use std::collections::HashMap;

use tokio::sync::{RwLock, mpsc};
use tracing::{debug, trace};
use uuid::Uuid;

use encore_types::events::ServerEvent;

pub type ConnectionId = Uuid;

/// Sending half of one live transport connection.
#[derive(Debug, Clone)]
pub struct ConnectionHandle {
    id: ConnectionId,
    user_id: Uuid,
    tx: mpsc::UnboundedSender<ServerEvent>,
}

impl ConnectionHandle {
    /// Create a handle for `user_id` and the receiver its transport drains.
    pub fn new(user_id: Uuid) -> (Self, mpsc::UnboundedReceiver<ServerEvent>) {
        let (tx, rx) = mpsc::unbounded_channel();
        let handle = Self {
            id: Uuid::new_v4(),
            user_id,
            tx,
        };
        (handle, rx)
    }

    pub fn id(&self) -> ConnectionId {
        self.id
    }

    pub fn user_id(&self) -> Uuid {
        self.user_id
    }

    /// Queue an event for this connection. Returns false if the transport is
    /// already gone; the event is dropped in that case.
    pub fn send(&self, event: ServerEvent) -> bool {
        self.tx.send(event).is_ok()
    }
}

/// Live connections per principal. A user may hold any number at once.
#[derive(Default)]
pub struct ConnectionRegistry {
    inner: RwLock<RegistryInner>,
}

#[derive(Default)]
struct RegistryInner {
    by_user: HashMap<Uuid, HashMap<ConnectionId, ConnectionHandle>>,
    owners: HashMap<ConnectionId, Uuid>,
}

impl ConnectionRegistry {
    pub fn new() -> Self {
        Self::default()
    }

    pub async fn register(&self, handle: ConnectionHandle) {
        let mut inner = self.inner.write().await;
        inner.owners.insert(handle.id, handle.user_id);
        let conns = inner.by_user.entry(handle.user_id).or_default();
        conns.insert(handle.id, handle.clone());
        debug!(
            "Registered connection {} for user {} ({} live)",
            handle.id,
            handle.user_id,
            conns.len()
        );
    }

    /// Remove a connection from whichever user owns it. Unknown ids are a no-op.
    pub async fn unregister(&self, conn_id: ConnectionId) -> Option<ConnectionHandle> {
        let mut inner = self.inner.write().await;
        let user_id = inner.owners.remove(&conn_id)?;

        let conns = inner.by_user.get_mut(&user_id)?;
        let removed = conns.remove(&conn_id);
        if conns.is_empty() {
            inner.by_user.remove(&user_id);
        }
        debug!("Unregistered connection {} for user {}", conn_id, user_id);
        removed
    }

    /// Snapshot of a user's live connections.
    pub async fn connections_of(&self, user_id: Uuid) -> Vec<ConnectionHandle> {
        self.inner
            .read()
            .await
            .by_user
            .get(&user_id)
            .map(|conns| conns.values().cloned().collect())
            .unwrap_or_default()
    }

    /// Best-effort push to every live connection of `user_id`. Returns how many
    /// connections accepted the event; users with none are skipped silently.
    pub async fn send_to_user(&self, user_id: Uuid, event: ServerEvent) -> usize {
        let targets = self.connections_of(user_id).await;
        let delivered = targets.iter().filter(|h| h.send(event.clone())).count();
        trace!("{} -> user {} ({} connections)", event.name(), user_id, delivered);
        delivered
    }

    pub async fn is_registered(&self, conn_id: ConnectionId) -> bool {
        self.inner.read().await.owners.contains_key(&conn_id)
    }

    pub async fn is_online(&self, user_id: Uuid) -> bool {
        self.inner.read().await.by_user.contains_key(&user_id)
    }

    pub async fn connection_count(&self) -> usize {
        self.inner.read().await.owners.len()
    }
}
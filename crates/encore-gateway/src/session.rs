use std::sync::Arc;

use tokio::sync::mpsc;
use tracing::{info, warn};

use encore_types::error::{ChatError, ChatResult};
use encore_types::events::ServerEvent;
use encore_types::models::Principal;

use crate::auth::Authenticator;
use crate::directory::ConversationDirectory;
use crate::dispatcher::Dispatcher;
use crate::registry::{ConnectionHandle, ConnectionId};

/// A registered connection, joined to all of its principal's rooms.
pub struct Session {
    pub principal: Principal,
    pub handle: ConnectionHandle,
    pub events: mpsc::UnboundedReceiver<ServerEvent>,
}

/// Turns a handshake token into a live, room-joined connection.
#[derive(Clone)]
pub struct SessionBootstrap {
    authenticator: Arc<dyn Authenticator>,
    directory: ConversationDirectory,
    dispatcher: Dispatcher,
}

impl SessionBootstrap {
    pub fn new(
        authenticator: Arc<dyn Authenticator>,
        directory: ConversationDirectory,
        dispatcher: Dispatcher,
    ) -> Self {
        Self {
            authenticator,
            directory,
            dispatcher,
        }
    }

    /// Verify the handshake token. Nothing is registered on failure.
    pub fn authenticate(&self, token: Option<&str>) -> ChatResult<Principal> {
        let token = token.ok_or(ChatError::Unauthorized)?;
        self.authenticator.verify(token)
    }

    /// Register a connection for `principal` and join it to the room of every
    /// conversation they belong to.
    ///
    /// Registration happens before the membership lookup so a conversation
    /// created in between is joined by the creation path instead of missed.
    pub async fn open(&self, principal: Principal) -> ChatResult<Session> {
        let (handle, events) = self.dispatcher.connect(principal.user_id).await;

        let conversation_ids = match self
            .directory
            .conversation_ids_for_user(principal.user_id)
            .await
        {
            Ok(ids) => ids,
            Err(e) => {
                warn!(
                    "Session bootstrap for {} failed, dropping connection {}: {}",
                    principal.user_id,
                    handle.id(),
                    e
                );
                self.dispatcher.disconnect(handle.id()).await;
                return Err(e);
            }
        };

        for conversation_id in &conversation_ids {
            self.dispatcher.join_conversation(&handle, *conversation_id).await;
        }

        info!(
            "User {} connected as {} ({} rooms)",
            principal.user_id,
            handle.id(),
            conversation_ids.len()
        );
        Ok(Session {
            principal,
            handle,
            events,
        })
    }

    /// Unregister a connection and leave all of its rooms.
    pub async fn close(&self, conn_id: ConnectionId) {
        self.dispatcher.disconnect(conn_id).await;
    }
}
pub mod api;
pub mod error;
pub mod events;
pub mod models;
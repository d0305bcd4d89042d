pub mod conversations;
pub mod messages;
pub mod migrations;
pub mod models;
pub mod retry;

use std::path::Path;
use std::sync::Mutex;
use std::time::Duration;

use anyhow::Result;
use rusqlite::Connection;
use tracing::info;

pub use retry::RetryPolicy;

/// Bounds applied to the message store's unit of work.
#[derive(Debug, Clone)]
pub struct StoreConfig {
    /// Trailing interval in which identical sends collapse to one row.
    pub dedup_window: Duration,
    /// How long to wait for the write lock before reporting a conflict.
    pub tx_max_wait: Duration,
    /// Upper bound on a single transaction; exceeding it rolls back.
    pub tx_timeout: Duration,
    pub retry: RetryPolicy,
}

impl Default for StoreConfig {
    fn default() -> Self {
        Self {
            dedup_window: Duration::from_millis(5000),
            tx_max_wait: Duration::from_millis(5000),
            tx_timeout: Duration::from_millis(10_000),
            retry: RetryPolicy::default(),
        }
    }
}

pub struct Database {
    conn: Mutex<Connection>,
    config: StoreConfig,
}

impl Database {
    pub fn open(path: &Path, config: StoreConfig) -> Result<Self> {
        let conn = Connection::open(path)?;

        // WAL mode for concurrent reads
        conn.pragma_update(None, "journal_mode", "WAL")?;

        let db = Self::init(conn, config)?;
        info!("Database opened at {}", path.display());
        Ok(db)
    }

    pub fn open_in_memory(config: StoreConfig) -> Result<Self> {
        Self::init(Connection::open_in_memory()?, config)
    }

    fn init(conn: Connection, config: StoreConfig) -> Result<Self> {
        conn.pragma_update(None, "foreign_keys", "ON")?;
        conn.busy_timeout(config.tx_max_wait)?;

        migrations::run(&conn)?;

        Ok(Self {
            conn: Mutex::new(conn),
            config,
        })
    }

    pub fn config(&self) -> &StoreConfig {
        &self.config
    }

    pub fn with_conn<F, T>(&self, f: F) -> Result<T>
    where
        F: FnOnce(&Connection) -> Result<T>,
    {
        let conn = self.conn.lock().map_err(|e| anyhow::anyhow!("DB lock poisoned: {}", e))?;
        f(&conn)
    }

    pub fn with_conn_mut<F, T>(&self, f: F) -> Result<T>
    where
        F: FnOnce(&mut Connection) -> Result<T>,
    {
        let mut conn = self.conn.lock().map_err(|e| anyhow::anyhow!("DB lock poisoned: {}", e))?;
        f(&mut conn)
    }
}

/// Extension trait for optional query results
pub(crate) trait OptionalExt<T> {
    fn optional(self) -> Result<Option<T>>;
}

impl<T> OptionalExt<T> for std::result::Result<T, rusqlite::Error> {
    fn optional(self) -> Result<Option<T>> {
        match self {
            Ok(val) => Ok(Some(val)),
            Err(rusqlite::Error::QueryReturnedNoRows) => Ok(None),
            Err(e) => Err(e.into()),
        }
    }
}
*-*-*
Whenever a line of the material holds the word "rooms", copy it out.

/// A registered connection, joined to all of its principal's rooms.
            "User {} connected as {} ({} rooms)",
    /// Unregister a connection and leave all of its rooms.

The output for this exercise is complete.